# LIBERTY SQUARE /// Why we should stop calling Occupy Wall Street a Protest

Published

Liberty Square on October 14th 2011

Since its beginning, the movement Occupy Wall Street has been called by many names but one comes back often enough to be analyzed here: protest. Of course, one can legitimately argue that terminology is nothing compared to action and that while some people are looking for words, other are directly acting. This is definitely accurate, nevertheless, this movement has been characterized so far by a great sense of self-awareness in order to maintain a strict non-hierarchical organization and it is therefore probably worth it to wonder which terminology to use to fathom what this movement is about.
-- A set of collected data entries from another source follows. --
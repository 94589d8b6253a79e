//! Everything the evaluator needs that outlives a single statement: defined
//! functions, variable storage, and the active call stack. Kept as one plain
//! data struct the evaluator drives, the way the teacher's `Environment`
//! held bindings for its tree-walker — except scoping here is per-identifier
//! value stacks (push on call, pop on return) rather than an environment
//! chain, since this language has no lexical closures or block scoping to
//! resolve distances for.

use std::collections::HashMap;
use std::rc::Rc;

use crate::parser::FunctionDefinition;

/// Storage for one variable name: a stack of values, one entry per call
/// frame that has ever written to it. The global/top-level frame is the
/// first entry, pushed lazily on first use.
#[derive(Debug, Default)]
struct VarSlot(Vec<f64>);

impl VarSlot {
    fn read(&self) -> f64 {
        *self.0.last().unwrap_or(&0.0)
    }

    fn write_top(&mut self, value: f64) {
        match self.0.last_mut() {
            Some(top) => *top = value,
            None => self.0.push(value),
        }
    }
}

/// The interpreter's mutable world. One instance lives for the whole
/// program run, persisting variables and function definitions across
/// commands the way a REPL session is expected to.
#[derive(Debug, Default)]
pub struct RuntimeContext {
    functions: HashMap<String, Rc<FunctionDefinition>>,
    variables: HashMap<String, VarSlot>,
    call_stack: Vec<String>,
}

/// Name reported for diagnostics raised outside any function call.
pub const TOP_LEVEL_FRAME: &str = "(main)";

impl RuntimeContext {
    pub fn new() -> Self {
        RuntimeContext::default()
    }

    pub fn define_function(&mut self, def: FunctionDefinition) {
        self.functions.insert(def.name.clone(), Rc::new(def));
    }

    pub fn lookup_function(&self, name: &str) -> Option<Rc<FunctionDefinition>> {
        self.functions.get(name).cloned()
    }

    /// The name of the innermost active call, or the top-level frame name if
    /// none is active. Read at the point an error is raised, before any
    /// unwinding pops frames off the call stack.
    pub fn current_frame(&self) -> &str {
        self.call_stack.last().map(String::as_str).unwrap_or(TOP_LEVEL_FRAME)
    }

    pub fn push_call(&mut self, function_name: impl Into<String>) {
        self.call_stack.push(function_name.into());
    }

    pub fn pop_call(&mut self) {
        self.call_stack.pop();
    }

    pub fn read_var(&self, name: &str) -> f64 {
        self.variables.get(name).map(VarSlot::read).unwrap_or(0.0)
    }

    /// Writes to the innermost live frame of `name`, creating the variable
    /// (as a single top-level frame) on first use.
    pub fn write_var(&mut self, name: &str, value: f64) {
        self.variables
            .entry(name.to_string())
            .or_default()
            .write_top(value);
    }

    /// Pushes a fresh frame for `name`, used when a called function's
    /// parameter or auto variable shadows any existing value under the same
    /// name. The frame starts at `initial`.
    pub fn push_scope(&mut self, name: &str, initial: f64) {
        self.variables
            .entry(name.to_string())
            .or_default()
            .0
            .push(initial);
    }

    /// Pops the innermost frame of `name`, restoring whatever value (if any)
    /// was shadowed. Called once per parameter/auto on function return.
    pub fn pop_scope(&mut self, name: &str) {
        if let Some(slot) = self.variables.get_mut(name) {
            slot.0.pop();
        }
    }
}

#[cfg(test)]
mod tests {
    use super::*;

    #[test]
    fn unset_variable_reads_as_zero() {
        let rt = RuntimeContext::new();
        assert_eq!(rt.read_var("x"), 0.0);
    }

    #[test]
    fn write_then_read_round_trips() {
        let mut rt = RuntimeContext::new();
        rt.write_var("x", 42.0);
        assert_eq!(rt.read_var("x"), 42.0);
    }

    #[test]
    fn push_scope_shadows_and_pop_scope_restores() {
        let mut rt = RuntimeContext::new();
        rt.write_var("x", 1.0);
        rt.push_scope("x", 99.0);
        assert_eq!(rt.read_var("x"), 99.0);
        rt.write_var("x", 100.0);
        assert_eq!(rt.read_var("x"), 100.0);
        rt.pop_scope("x");
        assert_eq!(rt.read_var("x"), 1.0);
    }

    #[test]
    fn call_stack_reports_innermost_frame() {
        let mut rt = RuntimeContext::new();
        assert_eq!(rt.current_frame(), TOP_LEVEL_FRAME);
        rt.push_call("f");
        assert_eq!(rt.current_frame(), "f");
        rt.push_call("g");
        assert_eq!(rt.current_frame(), "g");
        rt.pop_call();
        assert_eq!(rt.current_frame(), "f");
    }

    #[test]
    fn function_definitions_are_retrievable_by_name() {
        let mut rt = RuntimeContext::new();
        let def = FunctionDefinition {
            name: "f".to_string(),
            params: vec![],
            autos: vec![],
            body: vec![],
        };
        rt.define_function(def);
        assert!(rt.lookup_function("f").is_some());
        assert!(rt.lookup_function("g").is_none());
    }

    #[test]
    fn redefining_a_function_replaces_it() {
        let mut rt = RuntimeContext::new();
        rt.define_function(FunctionDefinition {
            name: "f".to_string(),
            params: vec!["a".to_string()],
            autos: vec![],
            body: vec![],
        });
        rt.define_function(FunctionDefinition {
            name: "f".to_string(),
            params: vec![],
            autos: vec![],
            body: vec![],
        });
        assert_eq!(rt.lookup_function("f").unwrap().params.len(), 0);
    }
}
Protest, not only seems pretty weak as a reaction, but is clearly missing a point. Protest is often legible on the various signs that are spread all around Liberty Square and expresses a real anger towards a system which cannot be called democracy per say. This is therefore what would emerge from a very shallow reading of the movement, the same that is reported by the Press which, subjected to the pressure of time and money, does not spend enough time on site to understand. What is happening there is not fundamentally anchored in the negativity of a criticism for what surrounds us but rather in the positivity of a construction of a collective alternative.
The General Assembly, held every day, is a good and visible example of such construction but its slowness due to the amount of people present and the mean of communication used (see previous article about the Human-Mic) makes it more a tool of communication for everyone as much as a instance of approval for every proposition submitted to it. At a different scale, the numerous working groups that are born from the movement and gather regularly to participate actively to this construction are tremendously important.
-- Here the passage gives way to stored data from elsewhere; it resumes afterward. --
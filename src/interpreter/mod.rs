//! The tree-walking evaluator: statements execute for effect against a
//! `RuntimeContext`, expressions evaluate to `f64`. Non-local transfers
//! (`break`/`continue`/`return`) are carried as an ordinary `Ok(Flow)`
//! value — the semantic checker already guarantees they only appear where
//! a `while`/function call is waiting to catch them, so there is nothing
//! for a `?` to skip past. `halt` and runtime errors are the only things
//! that truly need to unwind arbitrarily far, which is why they alone go
//! through `Err(Unwind)`.

use std::io::Write;

use crate::diagnostics::{RuntimeError, Unwind};
use crate::parser::{ArithOp, CmpOp, Command, Expr, IncrDecr, Stmt};
use crate::runtime::RuntimeContext;

/// What executing one statement produced, other than its side effects.
#[derive(Debug, Clone, Copy, PartialEq)]
enum Flow {
    Normal,
    Break,
    Continue,
    Return(f64),
}

type Evaluated<T> = Result<T, Unwind>;

/// Walks `Command`s against a `RuntimeContext`, writing displayable
/// expression-statement results to `out`.
pub struct Evaluator<W: Write> {
    out: W,
}

impl<W: Write> Evaluator<W> {
    pub fn new(out: W) -> Self {
        Evaluator { out }
    }

    /// Executes one parsed command. A `FunctionDefinition` installs itself
    /// in `rt` and never runs; a `Statements` command runs to completion or
    /// unwinds via `Unwind`.
    pub fn exec_command(&mut self, command: Command, rt: &mut RuntimeContext) -> Evaluated<()> {
        match command {
            Command::FunctionDefinition(def) => {
                rt.define_function(def);
                Ok(())
            }
            Command::Statements(stmts) => {
                self.exec_stmt_list(&stmts, rt)?;
                Ok(())
            }
        }
    }

    fn exec_stmt_list(&mut self, stmts: &[Stmt], rt: &mut RuntimeContext) -> Evaluated<Flow> {
        for stmt in stmts {
            match self.exec_stmt(stmt, rt)? {
                Flow::Normal => {}
                other => return Ok(other),
            }
        }
        Ok(Flow::Normal)
    }

    fn exec_stmt(&mut self, stmt: &Stmt, rt: &mut RuntimeContext) -> Evaluated<Flow> {
        match stmt {
            Stmt::ExprStmt(e) => {
                let value = self.eval_expr(e, rt)?;
                if e.displayable() {
                    let _ = writeln!(self.out, "{value}");
                }
                Ok(Flow::Normal)
            }
            Stmt::If(cond, then_branch, else_branch) => {
                if self.eval_expr(cond, rt)? != 0.0 {
                    self.exec_stmt(then_branch, rt)
                } else if let Some(else_branch) = else_branch {
                    self.exec_stmt(else_branch, rt)
                } else {
                    Ok(Flow::Normal)
                }
            }
            Stmt::While(cond, body) => {
                while self.eval_expr(cond, rt)? != 0.0 {
                    match self.exec_stmt(body, rt)? {
                        Flow::Break => break,
                        Flow::Continue | Flow::Normal => {}
                        Flow::Return(v) => return Ok(Flow::Return(v)),
                    }
                }
                Ok(Flow::Normal)
            }
            Stmt::Block(stmts) => self.exec_stmt_list(stmts, rt),
            Stmt::Break => Ok(Flow::Break),
            Stmt::Continue => Ok(Flow::Continue),
            Stmt::Halt => Err(Unwind::Halt),
            Stmt::Return(expr) => {
                let value = match expr {
                    Some(e) => self.eval_expr(e, rt)?,
                    None => 0.0,
                };
                Ok(Flow::Return(value))
            }
        }
    }

    fn eval_expr(&mut self, expr: &Expr, rt: &mut RuntimeContext) -> Evaluated<f64> {
        match expr {
            Expr::Const(c) => Ok(*c),
            Expr::Var(name) => Ok(rt.read_var(name)),
            Expr::PreOp(name, op) => {
                let updated = apply_incr_decr(rt.read_var(name), *op);
                rt.write_var(name, updated);
                Ok(updated)
            }
            Expr::PostOp(name, op) => {
                let original = rt.read_var(name);
                rt.write_var(name, apply_incr_decr(original, *op));
                Ok(original)
            }
            Expr::Arith(l, r, op) => {
                let lv = self.eval_expr(l, rt)?;
                let rv = self.eval_expr(r, rt)?;
                self.eval_arith(*op, lv, rv, rt)
            }
            Expr::Cmp(l, r, op) => {
                let lv = self.eval_expr(l, rt)?;
                let rv = self.eval_expr(r, rt)?;
                Ok(eval_cmp(*op, lv, rv))
            }
            Expr::Not(e) => {
                let v = self.eval_expr(e, rt)?;
                Ok(if v == 0.0 { 1.0 } else { 0.0 })
            }
            Expr::Neg(e) => Ok(-self.eval_expr(e, rt)?),
            Expr::Assign(name, e) => {
                let v = self.eval_expr(e, rt)?;
                rt.write_var(name, v);
                Ok(v)
            }
            Expr::Call(name, args) => self.call(name, args, rt),
        }
    }

    fn eval_arith(&mut self, op: ArithOp, lv: f64, rv: f64, rt: &RuntimeContext) -> Evaluated<f64> {
        match op {
            ArithOp::Plus => Ok(lv + rv),
            ArithOp::Minus => Ok(lv - rv),
            ArithOp::Mul => Ok(lv * rv),
            ArithOp::Div => {
                if rv == 0.0 {
                    Err(RuntimeError::new(rt.current_frame(), "division by zero").into())
                } else {
                    Ok(lv / rv)
                }
            }
            ArithOp::Mod => {
                if rv == 0.0 {
                    Err(RuntimeError::new(rt.current_frame(), "modulo zero").into())
                } else {
                    Ok(lv - (lv / rv).floor() * rv)
                }
            }
            ArithOp::Pow => {
                let exponent = rv.floor().max(0.0);
                Ok(lv.powf(exponent))
            }
        }
    }

    fn call(&mut self, name: &str, args: &[Expr], rt: &mut RuntimeContext) -> Evaluated<f64> {
        let def = rt.lookup_function(name).ok_or_else(|| {
            Unwind::from(RuntimeError::new(
                rt.current_frame(),
                format!("function '{name}' not defined"),
            ))
        })?;

        if args.len() != def.params.len() {
            return Err(RuntimeError::new(
                rt.current_frame(),
                format!("wrong number of arguments for function '{name}'"),
            )
            .into());
        }

        // Arguments evaluate left to right in the caller's scope, before any
        // of the callee's frames are pushed.
        let mut values = Vec::with_capacity(args.len());
        for arg in args {
            values.push(self.eval_expr(arg, rt)?);
        }

        for (param, value) in def.params.iter().zip(values.iter()) {
            rt.push_scope(param, *value);
        }
        for auto in &def.autos {
            rt.push_scope(auto, 0.0);
        }
        rt.push_call(def.name.clone());

        let outcome = self.exec_stmt_list(&def.body, rt);

        // The unwind must happen before the error (if any) propagates
        // further, or `variables` would stay out of sync with `call_stack`.
        rt.pop_call();
        for auto in def.autos.iter().rev() {
            rt.pop_scope(auto);
        }
        for param in def.params.iter().rev() {
            rt.pop_scope(param);
        }

        match outcome? {
            Flow::Return(v) => Ok(v),
            Flow::Normal => Ok(0.0),
            Flow::Break | Flow::Continue => Ok(0.0),
        }
    }
}

fn apply_incr_decr(current: f64, op: IncrDecr) -> f64 {
    match op {
        IncrDecr::Incr => current + 1.0,
        IncrDecr::Decr => current - 1.0,
    }
}

fn eval_cmp(op: CmpOp, lv: f64, rv: f64) -> f64 {
    let result = match op {
        CmpOp::Lt => lv < rv,
        CmpOp::Le => lv <= rv,
        CmpOp::Gt => lv > rv,
        CmpOp::Ge => lv >= rv,
        CmpOp::Eq => lv == rv,
        CmpOp::Ne => lv != rv,
        // No short-circuiting: both sides are already evaluated by the
        // caller before this function ever sees them.
        CmpOp::And => lv != 0.0 && rv != 0.0,
        CmpOp::Or => lv != 0.0 || rv != 0.0,
    };
    if result {
        1.0
    } else {
        0.0
    }
}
Those groups go from the most pragmatic aspect of the occupation (logistics, security, food, hygiene, medical etc.) to a more “reflective” one with groups that gathers much grey matter and skills in order to build-up an alternate micro-society in the middle of a bigger one, a sort of Temporary Autonomous Zone (see previous article) theorized by Hakim Bey. Anybody has the possibility of joining an existing group or creating a new one that will be re-attached to the mother-ship of the General Assembly. I am personally engaged in the Education and Empowerment Group and I should be able soon to report back on the exciting and interesting opportunities that are created in this group.